One of the ways that the contending states extended their powers was by contracting it out: they issued letters of marque and reprisal to private captains to harass the ships and outposts of opposing states, in some cases actually paying such contractors. State support was a critical component in making piracy economically viable.

As with anything else when you subsidize piracy, you get more of it and, when the War of Spanish Succession ended, there was a large pool of privateers who simply continued what they had been doing without official sanction.

That’s the environment in which piracy flourished: absence of the power of the state to oppose it, states supporting non-state actors to promote their own objectives, a pool of people with the required skills and interests.

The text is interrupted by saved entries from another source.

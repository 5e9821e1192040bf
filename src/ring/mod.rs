//! Fixed-capacity ring buffer engine

pub mod context;
pub mod handles;
pub mod index;
pub mod transfer;

#[cfg(test)]
mod tests;

// Re-export main types for convenience
pub use context::RingBuffer;
pub use handles::{Consumer, Producer};
pub use index::Span;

Although piracy was clearly a matter of law enforcement putting it down was beyond the powers of local constabularies: just as creating the conditions under which piracy flourished required the involvement of central governments so did putting piracy down. There were three key factors which accomplished this.

First, the laws of the sea were changed to make piracy easier to prosecute. Second, armies and navies eliminated pirate bases and actively pursued pirates. Finally, states extended their own power sufficiently that they no longer supported non-state actors.

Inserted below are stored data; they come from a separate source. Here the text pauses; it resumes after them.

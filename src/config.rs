//! Ring and hook configuration

use std::{any::Any, fmt, sync::Arc};

use crate::{
    cursor::ConcurrencyMode,
    error::{Result, RingError},
    hooks::{EventHandler, Subscription},
};

/// Default number of element slots, including the reserved one
pub const DEFAULT_CAPACITY: usize = 256;

/// Smallest usable capacity: one data slot plus the reserved slot
pub const MIN_CAPACITY: usize = 2;

/// Slots kept permanently empty to tell a full ring from an empty one
pub const RESERVED_SLOTS: usize = 1;

/// Geometry and concurrency mode of a ring
#[derive(Debug, Clone, Copy, PartialEq, Eq)]
pub struct RingConfig {
    /// Number of element slots in the backing storage
    pub capacity: usize,
    /// Size of one element in bytes
    pub element_size: usize,
    /// How producers and consumers share the ring
    pub mode: ConcurrencyMode,
}

impl Default for RingConfig {
    fn default() -> Self {
        Self {
            capacity: DEFAULT_CAPACITY,
            element_size: 1,
            mode: ConcurrencyMode::LockFree,
        }
    }
}

impl RingConfig {
    /// Create a lock-free configuration with the given geometry
    pub fn new(capacity: usize, element_size: usize) -> Self {
        Self {
            capacity,
            element_size,
            ..Default::default()
        }
    }

    /// Set capacity
    pub fn with_capacity(mut self, capacity: usize) -> Self {
        self.capacity = capacity;
        self
    }

    /// Set element size
    pub fn with_element_size(mut self, element_size: usize) -> Self {
        self.element_size = element_size;
        self
    }

    /// Set concurrency mode
    pub fn with_mode(mut self, mode: ConcurrencyMode) -> Self {
        self.mode = mode;
        self
    }

    /// Number of elements the ring can hold at once
    pub fn usable_capacity(&self) -> usize {
        self.capacity.saturating_sub(RESERVED_SLOTS)
    }

    /// Bytes of backing storage the ring needs
    pub fn storage_bytes(&self) -> Result<usize> {
        self.capacity.checked_mul(self.element_size).ok_or_else(|| {
            RingError::invalid_args("capacity", "capacity * element_size overflows usize")
        })
    }

    /// Validate the configuration
    pub fn validate(&self) -> Result<()> {
        if self.capacity < MIN_CAPACITY {
            return Err(RingError::invalid_args(
                "capacity",
                format!("Capacity must be at least {}", MIN_CAPACITY),
            ));
        }

        if self.element_size == 0 {
            return Err(RingError::invalid_args(
                "element_size",
                "Element size cannot be zero",
            ));
        }

        self.storage_bytes().map(|_| ())
    }
}

/// User hook registration
///
/// A handler and a non-empty subscription always come together: a handler
/// with nothing subscribed, or a subscription with no handler, is rejected.
#[derive(Clone, Default)]
pub struct HookConfig {
    /// Handler for subscribed events
    pub handler: Option<Arc<dyn EventHandler>>,
    /// Events routed to the handler; the rest use built-in behavior
    pub subscription: Subscription,
    /// Opaque value passed to the handler with every event
    pub user_data: Option<Arc<dyn Any + Send + Sync>>,
}

impl HookConfig {
    /// No hooks: raw copies and no locking
    pub fn none() -> Self {
        Self::default()
    }

    /// Route the subscribed events to `handler`
    pub fn new<H: EventHandler + 'static>(handler: H, subscription: Subscription) -> Self {
        Self::shared(Arc::new(handler), subscription)
    }

    /// Route the subscribed events to a handler that is shared elsewhere
    pub fn shared(handler: Arc<dyn EventHandler>, subscription: Subscription) -> Self {
        Self {
            handler: Some(handler),
            subscription,
            user_data: None,
        }
    }

    /// Attach user data
    pub fn with_user_data<T: Any + Send + Sync>(mut self, user_data: T) -> Self {
        self.user_data = Some(Arc::new(user_data));
        self
    }

    /// Validate the handler/subscription pairing
    pub fn validate(&self) -> Result<()> {
        match (&self.handler, self.subscription.is_empty()) {
            (Some(_), true) => Err(RingError::invalid_args(
                "subscription",
                "A handler requires at least one subscribed event",
            )),
            (None, false) => Err(RingError::invalid_args(
                "handler",
                "Subscribed events require a handler",
            )),
            _ => Ok(()),
        }
    }

    /// Validate against the ring's concurrency mode
    pub fn validate_for(&self, mode: ConcurrencyMode) -> Result<()> {
        self.validate()?;

        if mode == ConcurrencyMode::ExternallyLocked
            && !self.subscription.contains(Subscription::LOCKING)
        {
            return Err(RingError::invalid_args(
                "mode",
                "Externally locked rings must subscribe to lock and unlock",
            ));
        }

        Ok(())
    }
}

impl fmt::Debug for HookConfig {
    fn fmt(&self, f: &mut fmt::Formatter<'_>) -> fmt::Result {
        f.debug_struct("HookConfig")
            .field("handler", &self.handler.is_some())
            .field("subscription", &self.subscription)
            .field("user_data", &self.user_data.is_some())
            .finish()
    }
}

Comparing piracy and terrorism is not a new idea. See for example this post by Mary Madigan and this article by Douglas Burgess.

We’re going to need to revise our laws to make terrorism easier to prosecute. It may, indeed, be true that the practices of the Bush Administration have made it difficult to prosecute terrorists for their crimes. I simply don’t know. But I do know that it hasn’t only been hard here: it’s been difficult in the United Kingdom and in Germany. There have been very, very few successful prosecutions for terrorism since the attacks of five years ago.

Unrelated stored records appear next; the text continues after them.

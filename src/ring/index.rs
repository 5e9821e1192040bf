//! Wraparound index arithmetic
//!
//! Given the two cursors and the slot count, these functions report how many
//! slots are filled (readable) or unfilled (writable). Because the region can
//! straddle the end of the backing array, the answer is a [`Span`]: a first
//! contiguous run starting at the relevant cursor, and a second run starting
//! at index 0.
//!
//! One slot is never written, so a full ring (`write + 1 == read`, modulo
//! capacity) is distinguishable from an empty one (`write == read`) with no
//! extra flag, and `filled + unfilled == capacity - 1` for every state.

/// A region of the ring split at the wraparound boundary
#[derive(Debug, Clone, Copy, PartialEq, Eq, Default)]
pub struct Span {
    /// Elements from the cursor towards the end of the array
    pub first: usize,
    /// Elements from index 0 onwards
    pub second: usize,
}

impl Span {
    pub const EMPTY: Span = Span {
        first: 0,
        second: 0,
    };

    pub const fn new(first: usize, second: usize) -> Self {
        Self { first, second }
    }

    /// Total element count of both runs
    pub const fn total(&self) -> usize {
        self.first + self.second
    }

    /// The leading `count` elements of this span, split the same way
    ///
    /// `count` must not exceed [`Span::total`].
    pub const fn take(&self, count: usize) -> Span {
        let first = if count < self.first { count } else { self.first };
        Span {
            first,
            second: count - first,
        }
    }
}

/// Filled slots, starting at `read_index`
pub const fn filled(read_index: usize, write_index: usize, capacity: usize) -> Span {
    if write_index == read_index {
        // Empty
        Span::EMPTY
    } else if write_index < read_index {
        // Data runs from the read cursor to the array end, then wraps to the
        // write cursor. This includes the full case where write sits right
        // behind read.
        Span::new(capacity - read_index, write_index)
    } else {
        Span::new(write_index - read_index, 0)
    }
}

/// Unfilled slots, starting at `write_index`
pub const fn unfilled(read_index: usize, write_index: usize, capacity: usize) -> Span {
    let limit = read_limit(read_index, capacity);

    if write_index == limit {
        // Full: the only slot left is the reserved one
        Span::EMPTY
    } else if limit < write_index {
        // Free space runs to the array end, then wraps up to the limit
        Span::new(capacity - write_index, limit)
    } else {
        Span::new(limit - write_index, 0)
    }
}

/// The slot just behind the read cursor, which the writer must never fill
pub const fn read_limit(read_index: usize, capacity: usize) -> usize {
    if read_index == 0 {
        capacity - 1
    } else {
        read_index - 1
    }
}

/// Move a cursor forward by `count` slots, wrapping at `capacity`
///
/// `count` must not exceed `capacity`.
pub const fn advance(index: usize, count: usize, capacity: usize) -> usize {
    let next = index + count;
    if next >= capacity {
        next - capacity
    } else {
        next
    }
}

/// True when the ring holds no elements
pub const fn is_empty(read_index: usize, write_index: usize) -> bool {
    read_index == write_index
}

/// True when every usable slot holds an element
pub const fn is_full(read_index: usize, write_index: usize, capacity: usize) -> bool {
    advance(write_index, 1, capacity) == read_index
}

We’re also going to have to eliminate terrorist bases using military force as required. We made a start at this in Afghanistan but it’s only a start (I differ from many in that I’m relatively uninterested in spreading democracy or nation-building). There are lots of other terrorist bases that need to be identified and closed down.

Finally, states must be discouraged from sponsoring terrorism. That includes us. That will require a combination of law, political reform, vigorous prosecution and, yes, military action. Frankly, I’m not sure we’re up to it.

For more on piracy see here. For a timeline of piracy see here.

UPDATE:  Synchronicity.  Mark Thoma of Economist’s View quotes in full an article from the New York Times on Rome’s response to piracy more than 2,000 years ago.

16 comments… add one
  • What a very interesting parallel! It smacks of something that might even be useful. If.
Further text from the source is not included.